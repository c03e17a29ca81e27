//! GroupAccessToken Custom Resource Definition

use crate::id_or_path::IdOrPath;
use crate::managed::{ManagedStatus, ResourceSpec};
use crate::shared::{AccessTokenObservation, AccessTokenParameters};
use kube::CustomResource;
use schemars::JsonSchema;
use serde::{Deserialize, Serialize};

/// GroupAccessTokenSpec defines a group access token backed by a bot user
#[derive(CustomResource, Debug, Clone, Serialize, Deserialize, JsonSchema)]
#[kube(
    group = "gitlab.microscaler.io",
    version = "v1alpha1",
    kind = "GroupAccessToken",
    namespaced,
    status = "GroupAccessTokenStatus"
)]
#[serde(rename_all = "camelCase")]
pub struct GroupAccessTokenSpec {
    pub for_provider: GroupAccessTokenParameters,

    #[serde(flatten)]
    pub resource_spec: ResourceSpec,
}

#[derive(Debug, Clone, Serialize, Deserialize, JsonSchema, PartialEq, Default)]
#[serde(rename_all = "camelCase")]
pub struct GroupAccessTokenParameters {
    #[serde(rename = "groupID", default, skip_serializing_if = "Option::is_none")]
    pub group_id: Option<IdOrPath>,

    #[serde(flatten)]
    pub token: AccessTokenParameters,
}

pub type GroupAccessTokenStatus = ManagedStatus<AccessTokenObservation>;

crate::managed_resource!(GroupAccessToken, GroupAccessTokenParameters, AccessTokenObservation);
//! Runner translator
//!
//! Runners are created with `POST /user/runners`, which returns the runner
//! authentication token exactly once. The token is published as `token`
//! (and `tokenExpiresAt` when the instance enforces expiry), so a sink is
//! required before anything is created.

use crate::error::ControllerError;
use crate::managed::external_name;
use crate::managed::translator::{
    ExternalContext, Translator, create_failed, deleted, details, found, get_failed, update_failed,
};
use crate::managed::{ExternalCreation, ExternalUpdate};
use crate::reconcile_helpers::{
    is_equal_or_unset, is_equal_or_unset_opt, is_set_equal_or_unset, is_str_equal_or_unset, late_init, late_init_list,
    late_init_str,
};
use async_trait::async_trait;
use crds::{IdOrPath, ManagedResource, Runner, RunnerObservation, RunnerParameters};
use gitlab_client::{self as gitlab, CreateRunnerOptions, ResourceId, UpdateRunnerOptions};
use tracing::info;

const NAME: &str = "runner";

pub struct RunnerTranslator {
    ctx: ExternalContext,
}

impl RunnerTranslator {
    /// Numeric owner ID; `POST /user/runners` does not accept paths
    async fn owner_id(&self, owner: Option<&IdOrPath>, field: &'static str) -> Result<Option<i64>, ControllerError> {
        let Some(owner) = owner else {
            return Ok(None);
        };
        if let Some(id) = owner.as_id() {
            return Ok(Some(id));
        }
        let path = ResourceId::Path(owner.to_string());
        let id = match field {
            "groupID" => self.ctx.gitlab.get_group(&path).await.map(|g| g.id),
            _ => self.ctx.gitlab.get_project(&path).await.map(|p| p.id),
        }
        .map_err(get_failed(NAME))?;
        Ok(Some(id))
    }
}

fn update_options(p: &RunnerParameters) -> UpdateRunnerOptions {
    UpdateRunnerOptions {
        description: p.description.clone(),
        paused: p.paused,
        locked: p.locked,
        run_untagged: p.run_untagged,
        tag_list: p.tag_list.clone(),
        access_level: p.access_level.clone(),
        maximum_timeout: p.maximum_timeout,
        maintenance_note: p.maintenance_note.clone(),
    }
}

#[async_trait]
impl Translator for RunnerTranslator {
    type Kind = Runner;
    type Id = i64;
    type Remote = gitlab::Runner;

    const NAME: &'static str = NAME;
    const REQUIRES_SINK: bool = true;

    fn new(ctx: ExternalContext) -> Self {
        Self { ctx }
    }

    fn parse_id(&self, external_name: &str) -> Result<i64, ControllerError> {
        external_name::numeric(external_name)
    }

    async fn fetch(&self, _mr: &Runner, id: &i64) -> Result<Option<gitlab::Runner>, ControllerError> {
        found(NAME, self.ctx.gitlab.get_runner(*id).await)
    }

    fn late_initialize(&self, p: &mut RunnerParameters, remote: &gitlab::Runner) -> bool {
        let mut changed = late_init_str(&mut p.description, &remote.description);
        changed |= late_init(&mut p.paused, Some(remote.paused));
        changed |= late_init(&mut p.locked, Some(remote.locked));
        changed |= late_init(&mut p.run_untagged, Some(remote.run_untagged));
        changed |= late_init_list(&mut p.tag_list, &remote.tag_list);
        changed |= late_init_str(&mut p.access_level, &remote.access_level);
        changed |= late_init(&mut p.maximum_timeout, remote.maximum_timeout);
        changed
    }

    fn observation(&self, remote: &gitlab::Runner) -> RunnerObservation {
        RunnerObservation {
            id: Some(remote.id),
            status: Some(remote.status.clone()).filter(|s| !s.is_empty()),
            is_shared: remote.is_shared,
        }
    }

    async fn is_up_to_date(&self, mr: &Runner, remote: &gitlab::Runner) -> Result<bool, ControllerError> {
        let p = mr.for_provider();
        Ok(is_str_equal_or_unset(p.description.as_ref(), Some(remote.description.as_str()))
            && is_equal_or_unset(p.paused.as_ref(), &remote.paused)
            && is_equal_or_unset(p.locked.as_ref(), &remote.locked)
            && is_equal_or_unset(p.run_untagged.as_ref(), &remote.run_untagged)
            && is_set_equal_or_unset(p.tag_list.as_ref(), &remote.tag_list)
            && is_str_equal_or_unset(p.access_level.as_ref(), Some(remote.access_level.as_str()))
            && is_equal_or_unset_opt(p.maximum_timeout.as_ref(), remote.maximum_timeout.as_ref())
            && is_str_equal_or_unset(p.maintenance_note.as_ref(), remote.maintenance_note.as_deref()))
    }

    async fn create(&self, mr: &Runner) -> Result<ExternalCreation, ControllerError> {
        let p = mr.for_provider();
        let opts = CreateRunnerOptions {
            runner_type: p.runner_type.clone(),
            group_id: self.owner_id(p.group_id.as_ref(), "groupID").await?,
            project_id: self.owner_id(p.project_id.as_ref(), "projectID").await?,
            description: p.description.clone(),
            paused: p.paused,
            locked: p.locked,
            run_untagged: p.run_untagged,
            tag_list: p.tag_list.clone(),
            access_level: p.access_level.clone(),
            maximum_timeout: p.maximum_timeout,
            maintenance_note: p.maintenance_note.clone(),
        };
        match (p.runner_type.as_str(), &opts.group_id, &opts.project_id) {
            ("group_type", None, _) => return Err(ControllerError::MissingParentId("groupID")),
            ("project_type", _, None) => return Err(ControllerError::MissingParentId("projectID")),
            _ => {}
        }

        let created = self
            .ctx
            .gitlab
            .create_runner(&opts)
            .await
            .map_err(create_failed(NAME))?;
        info!("Created {} runner {}", p.runner_type, created.id);
        Ok(ExternalCreation {
            external_name: created.id.to_string(),
            connection_details: details([
                ("token", Some(created.token)),
                ("tokenExpiresAt", created.token_expires_at.map(|t| t.to_rfc3339())),
            ]),
        })
    }

    async fn update(&self, mr: &Runner, id: &i64, _remote: &gitlab::Runner) -> Result<ExternalUpdate, ControllerError> {
        self.ctx
            .gitlab
            .update_runner(*id, &update_options(mr.for_provider()))
            .await
            .map_err(update_failed(NAME))?;
        Ok(ExternalUpdate::default())
    }

    async fn delete(&self, _mr: &Runner, id: &i64) -> Result<(), ControllerError> {
        deleted(NAME, self.ctx.gitlab.delete_runner(*id).await)
    }
}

■ **Problem requirements**: Your reply should consist of a single number, the count of lines in the records above that contain the string "runners".

■ **Reply**: 2